What the exercise asks
Whenever a line in the data holds the string "variant", pull that line out.

Records for the exercise
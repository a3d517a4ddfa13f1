//! Copying values between a flat tensor and the grid.
//!
//! One code path serves numeric tables and symbolic (expression) tables;
//! the value kind is the `T` of [`Tensor<T>`].

use serde::{Deserialize, Serialize};

use crate::cell::Cell;
use crate::error::{GridError, Result};
use crate::grid::Grid;
use crate::layout::Layout;
use crate::rounding::Rounding;

/// A value a potential's tensor can hold.
pub trait PotentialValue: Sized {
    /// Cell shown for this value. Only numeric values are rounded.
    fn to_cell(&self, rounding: Option<&Rounding>) -> Cell;

    /// Read a value back from a data cell; `None` if the variant does not fit.
    fn from_cell(cell: &Cell) -> Option<Self>;
}

impl PotentialValue for f64 {
    fn to_cell(&self, rounding: Option<&Rounding>) -> Cell {
        Cell::Numeric(rounding.map_or(*self, |r| r.round(*self)))
    }

    fn from_cell(cell: &Cell) -> Option<Self> {
        cell.as_number()
    }
}

impl PotentialValue for String {
    fn to_cell(&self, _rounding: Option<&Rounding>) -> Cell {
        Cell::Symbolic(self.clone())
    }

    fn from_cell(cell: &Cell) -> Option<Self> {
        match cell {
            Cell::Symbolic(s) => Some(s.clone()),
            _ => None,
        }
    }
}

/// Flat values of a potential in codec order.
#[derive(Debug, Clone, PartialEq, Serialize, Deserialize)]
#[serde(transparent)]
pub struct Tensor<T> {
    values: Vec<T>,
}

impl<T> Tensor<T> {
    pub fn new(values: Vec<T>) -> Self {
        Self { values }
    }

    pub fn len(&self) -> usize {
        self.values.len()
    }

    pub fn is_empty(&self) -> bool {
        self.values.is_empty()
    }

    pub fn get(&self, position: usize) -> Option<&T> {
        self.values.get(position)
    }

    pub fn set(&mut self, position: usize, value: T) -> Result<()> {
        let len = self.values.len();
        match self.values.get_mut(position) {
            Some(slot) => {
                *slot = value;
                Ok(())
            }
            None => Err(GridError::OutOfRange { what: "position", index: position, bound: len }),
        }
    }

    pub fn values(&self) -> &[T] {
        &self.values
    }

    pub fn into_values(self) -> Vec<T> {
        self.values
    }
}

impl<T> From<Vec<T>> for Tensor<T> {
    fn from(values: Vec<T>) -> Self {
        Self::new(values)
    }
}

/// Fills grids from tensors and reads them back.
#[derive(Debug, Clone, Copy, PartialEq)]
pub struct ValueProjector {
    rounding: Option<Rounding>,
}

impl Default for ValueProjector {
    fn default() -> Self {
        Self {
            rounding: Some(Rounding::default()),
        }
    }
}

impl ValueProjector {
    pub fn new(rounding: Option<Rounding>) -> Self {
        Self { rounding }
    }

    /// A projector that copies numbers unchanged.
    pub fn exact() -> Self {
        Self { rounding: None }
    }

    pub fn rounding(&self) -> Option<&Rounding> {
        self.rounding.as_ref()
    }

    /// Layout headers plus every tensor value at its data cell.
    pub fn fill_grid<T: PotentialValue>(&self, tensor: &Tensor<T>, layout: &Layout) -> Result<Grid<Cell>> {
        check_tensor_len(tensor.len(), layout)?;

        let mut grid = layout.blank_grid();
        for col in 1..layout.cols {
            for row in layout.first_editable_row..=layout.last_editable_row {
                let position = layout.position_at(row, col)?;
                let value = &tensor.values[position];
                grid.set(row, col, value.to_cell(self.rounding.as_ref()))?;
            }
        }
        Ok(grid)
    }

    /// Rebuild the tensor from the data cells of `grid`.
    ///
    /// Header and label cells are ignored; every data cell must hold the
    /// variant matching `T`.
    pub fn extract_grid<T: PotentialValue>(&self, grid: &Grid<Cell>, layout: &Layout) -> Result<Tensor<T>> {
        if grid.rows() != layout.rows {
            return Err(GridError::DimensionMismatch {
                what: "grid rows",
                expected: layout.rows,
                found: grid.rows(),
            });
        }
        if grid.cols() != layout.cols {
            return Err(GridError::DimensionMismatch {
                what: "grid columns",
                expected: layout.cols,
                found: grid.cols(),
            });
        }

        let len = layout.tensor_len();
        let mut values = Vec::with_capacity(len);
        for position in 0..len {
            let coord = layout.cell_of_position(position)?;
            let value = grid
                .get(coord.row, coord.col)
                .and_then(T::from_cell)
                .ok_or(GridError::UnexpectedCell { row: coord.row, col: coord.col })?;
            values.push(value);
        }
        Ok(Tensor::new(values))
    }
}

/// [`ValueProjector::fill_grid`] with default rounding.
pub fn fill_grid<T: PotentialValue>(tensor: &Tensor<T>, layout: &Layout) -> Result<Grid<Cell>> {
    ValueProjector::default().fill_grid(tensor, layout)
}

/// [`ValueProjector::extract_grid`]; extraction never rounds.
pub fn extract_grid<T: PotentialValue>(grid: &Grid<Cell>, layout: &Layout) -> Result<Tensor<T>> {
    ValueProjector::default().extract_grid(grid, layout)
}

fn check_tensor_len(found: usize, layout: &Layout) -> Result<()> {
    let expected = layout.tensor_len();
    if found != expected {
        return Err(GridError::DimensionMismatch { what: "tensor length", expected, found });
    }
    Ok(())
}

#[cfg(test)]
mod tests {
    use super::*;
    use crate::layout::build_layout;
    use potgrid_core::{Variable, VariableSpace};

    fn xy_space() -> VariableSpace {
        VariableSpace::from_parts(
            Variable::new("X", ["x0", "x1"]),
            vec![Variable::new("Y", ["y0", "y1"])],
        )
    }

    #[test]
    fn test_two_by_two_scenario() {
        let layout = build_layout(&xy_space(), false).unwrap();
        let tensor = Tensor::new(vec![0.1, 0.9, 0.4, 0.6]);
        let grid = fill_grid(&tensor, &layout).unwrap();

        assert_eq!(grid.rows(), 3);
        assert_eq!(grid.cols(), 3);
        // upper data row is X=1, bottom row is X=0
        assert_eq!(grid.get(1, 0), Some(&Cell::label("x1")));
        assert_eq!(grid.get(2, 0), Some(&Cell::label("x0")));
        assert_eq!(grid.get(0, 1), Some(&Cell::label("y0")));
        assert_eq!(grid.get(0, 2), Some(&Cell::label("y1")));
        assert_eq!(grid.get(1, 1), Some(&Cell::Numeric(0.9)));
        assert_eq!(grid.get(2, 1), Some(&Cell::Numeric(0.1)));
        assert_eq!(grid.get(1, 2), Some(&Cell::Numeric(0.6)));
        assert_eq!(grid.get(2, 2), Some(&Cell::Numeric(0.4)));

        let back: Tensor<f64> = extract_grid(&grid, &layout).unwrap();
        assert_eq!(back, tensor);
    }

    #[test]
    fn test_fill_rounds_by_default() {
        let space = VariableSpace::from_parts(Variable::new("X", ["a", "b"]), vec![]);
        let layout = build_layout(&space, false).unwrap();
        let tensor = Tensor::new(vec![0.1 + 0.2, 0.7]);

        let rounded = fill_grid(&tensor, &layout).unwrap();
        assert_eq!(rounded.get(1, 1), Some(&Cell::Numeric(0.3)));

        let raw = ValueProjector::exact().fill_grid(&tensor, &layout).unwrap();
        assert_eq!(raw.get(1, 1), Some(&Cell::Numeric(0.1 + 0.2)));
    }

    #[test]
    fn test_symbolic_values() {
        let layout = build_layout(&xy_space(), true).unwrap();
        let tensor = Tensor::new(vec!["Y + 1".to_string(), "2 * Y".to_string()]);
        let grid = fill_grid(&tensor, &layout).unwrap();

        assert_eq!(grid.rows(), 2);
        assert_eq!(grid.get(1, 0), Some(&Cell::label("X")));
        assert_eq!(grid.get(1, 1), Some(&Cell::Symbolic("Y + 1".into())));
        assert_eq!(grid.get(1, 2), Some(&Cell::Symbolic("2 * Y".into())));

        let back: Tensor<String> = extract_grid(&grid, &layout).unwrap();
        assert_eq!(back, tensor);
    }

    #[test]
    fn test_tensor_length_checked() {
        let layout = build_layout(&xy_space(), false).unwrap();
        let err = fill_grid(&Tensor::new(vec![0.5; 3]), &layout).unwrap_err();
        assert_eq!(err, GridError::DimensionMismatch { what: "tensor length", expected: 4, found: 3 });
    }

    #[test]
    fn test_extract_rejects_wrong_cell() {
        let layout = build_layout(&xy_space(), false).unwrap();
        let mut grid = fill_grid(&Tensor::new(vec![0.1, 0.9, 0.4, 0.6]), &layout).unwrap();
        grid.set(2, 2, Cell::Symbolic("oops".into())).unwrap();
        let err = extract_grid::<f64>(&grid, &layout).unwrap_err();
        assert_eq!(err, GridError::UnexpectedCell { row: 2, col: 2 });

        grid.set(2, 2, Cell::Empty).unwrap();
        assert!(extract_grid::<f64>(&grid, &layout).is_err());
    }

    #[test]
    fn test_extract_checks_shape() {
        let layout = build_layout(&xy_space(), false).unwrap();
        let grid: Grid<Cell> = Grid::new(3, 4);
        let err = extract_grid::<f64>(&grid, &layout).unwrap_err();
        assert_eq!(err, GridError::DimensionMismatch { what: "grid columns", expected: 3, found: 4 });
    }

    #[test]
    fn test_tensor_set() {
        let mut tensor = Tensor::new(vec![0.0, 1.0]);
        tensor.set(1, 0.5).unwrap();
        assert_eq!(tensor.get(1), Some(&0.5));
        assert_eq!(
            tensor.set(2, 0.5),
            Err(GridError::OutOfRange { what: "position", index: 2, bound: 2 })
        );
    }
}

Written answer
    /// Read a value back from a data cell; `None` if the variant does not fit.
    /// variant matching `T`.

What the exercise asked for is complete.